A little rain pulled me back. Oh, the wind is too strong. I don't know when the dark clouds have appeared on my head. I looked out. Neighbors have been hiding in the house, my parents have gone out, and I am alone again. Alas, the dark clouds are overwhelming, and the air is filled with a feeling of boredom. Bean-sized raindrops fell from the dark sky, and I hid under the eaves. This weekend, perhaps only this thunderstorm accompanied me. The size of the bean grains changed by the rain kept hitting the eaves, washing away the soil and knocking on my heart. I am alone in this world, and the strong wind brings back deep memories. Loneliness is a sour feeling in my heart, and tears are spinning in my eyes. Maybe I grew up, but my tears didn't come out.
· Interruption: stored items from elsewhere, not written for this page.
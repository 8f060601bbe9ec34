// SPDX-FileCopyrightText: 2026 wikictl Contributors
// SPDX-License-Identifier: MIT OR Apache-2.0

//! Error types for wikictl.

use thiserror::Error;

/// The primary error type used across the credential store, resolver, and migration code.
#[derive(Debug, Error)]
pub enum WikictlError {
    /// Configuration errors (unreadable store, bad salt, unsupported document version).
    #[error("configuration error: {0}")]
    Config(String),

    /// Disk I/O or serialization failure while reading or writing the store.
    #[error("storage error: {source}")]
    Storage {
        source: Box<dyn std::error::Error + Send + Sync>,
    },

    /// A store operation was attempted before `initialize()`.
    #[error("credential store is not initialized")]
    NotInitialized,

    /// An instance with this id is already present in the store.
    #[error("instance `{id}` already exists")]
    DuplicateInstance { id: String },

    /// No instance with this id is present in the store.
    #[error("instance `{id}` not found")]
    InstanceNotFound { id: String },

    /// Authentication tag did not verify (wrong password or tampered data).
    #[error("failed to decrypt {context}")]
    DecryptionFailed { context: String },

    /// Hex decoding failure or a missing nonce/tag component.
    #[error("malformed input: {0}")]
    MalformedInput(String),

    /// Instance fields failed syntactic validation.
    #[error("invalid instance: {0}")]
    InvalidInstance(String),

    /// The requested id is neither in the store nor in the legacy source.
    #[error("unknown instance `{id}`; available instances: {}", format_available(available))]
    UnknownInstance { id: String, available: Vec<String> },

    /// Neither the store nor the legacy source holds any instance.
    #[error(
        "no wiki instances configured; add one with `wikictl instance add` \
         or set WIKIJS_API_URL and WIKIJS_API_KEY"
    )]
    NoInstancesConfigured,

    /// Internal or unexpected errors.
    #[error("internal error: {0}")]
    Internal(String),
}

impl WikictlError {
    /// Wrap any I/O or serialization error as a storage error.
    pub fn storage(source: impl Into<Box<dyn std::error::Error + Send + Sync>>) -> Self {
        Self::Storage {
            source: source.into(),
        }
    }
}

fn format_available(available: &[String]) -> String {
    if available.is_empty() {
        "(none)".to_string()
    } else {
        available.join(", ")
    }
}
After the rain clears up, it rains really fast in summer. Suddenly, there was a clear "squeaky" bird song in my ear. I looked up and a beam of sunshine lit up the world. The birds in the tree kept singing and jumping on the branches. Rain is lonely and birds are sunny. Somehow, after thinking for a long time, I seem to be touched by something. Loneliness is like rain Will birds really come? I look at the blue sky, right? ...

In those lonely days, you lost your love and faith, so you can only endure loneliness.

-inscription

"Lonely geese don't drink pecks, they sing loudly. Who pities a shadow, loses a thousand clouds ... "The lonely goose alone may have compassion, but the lonely baby is so humble that it can only curl up in the corner and nobody cares.

offer for sale

I don't know whether she is worthy of my trust. Her vicious words echoed in my ears. In front of me, she smiled and played with us without any exception. I thought nothing happened. I didn't hear her speak ill of me, nor did he speak ill of me behind my back. Who knows that God's will violated: she asked me to accompany her to the toilet and spilled my clothes. She said, don't think that I can be arrogant because of my successful career. I said, "I'm right. I didn't remember your names until you violated discipline. " She left without saying goodbye. She betrayed me. I have not only lost my friendship, but also my love and faith, so I must accept loneliness.

lonely

I have always believed in her appeal, and in just half a day, everyone alienated me. I also understand the meaning of their eyes, but that's all, it doesn't matter. I silently picked up my schoolbag and left. Long-lost loneliness. Even if I am used to loneliness, when it accompanies me again, I still feel a little uncomfortable. I gave a wry smile. I would rather choose real rights than illusory friendship. Sure enough, they don't listen to my orders at night. It was low and noisy, and I stood helpless on the platform. No matter how I shouted and registered, they just wouldn't listen until the grade director came. Needless to say, I also know that she planned it. I'm a little scared. "Water can carry a boat, but it can also overturn it." Do you really want me to do such a thing? No, don't. "Life is worse than death", let them speak, as long as I have a clear conscience. So, I'm still lonely.

sunlight

This is fair, but I still have too many grievances in my heart, so I found a classmate to talk to. Our relationship is not too close, and we are quite acquaintances. What keeps friendship is distance. We are all like hedgehogs. The closer we get, the deeper the injury. But perhaps, both sides can pull out the thorn for each other, so that the other side will no longer be injured. But that's impossible. There is no need to make yourself miserable for others. I sigh, after the darkness, the sun shines. It's already half past midnight. Can I see the sunshine of hope?

Although the storm has passed, there is inevitably a gap in my heart. That lonely day explained what is warm and what is cold. After that, I won't lose my love and faith, because I don't want to endure loneliness any more.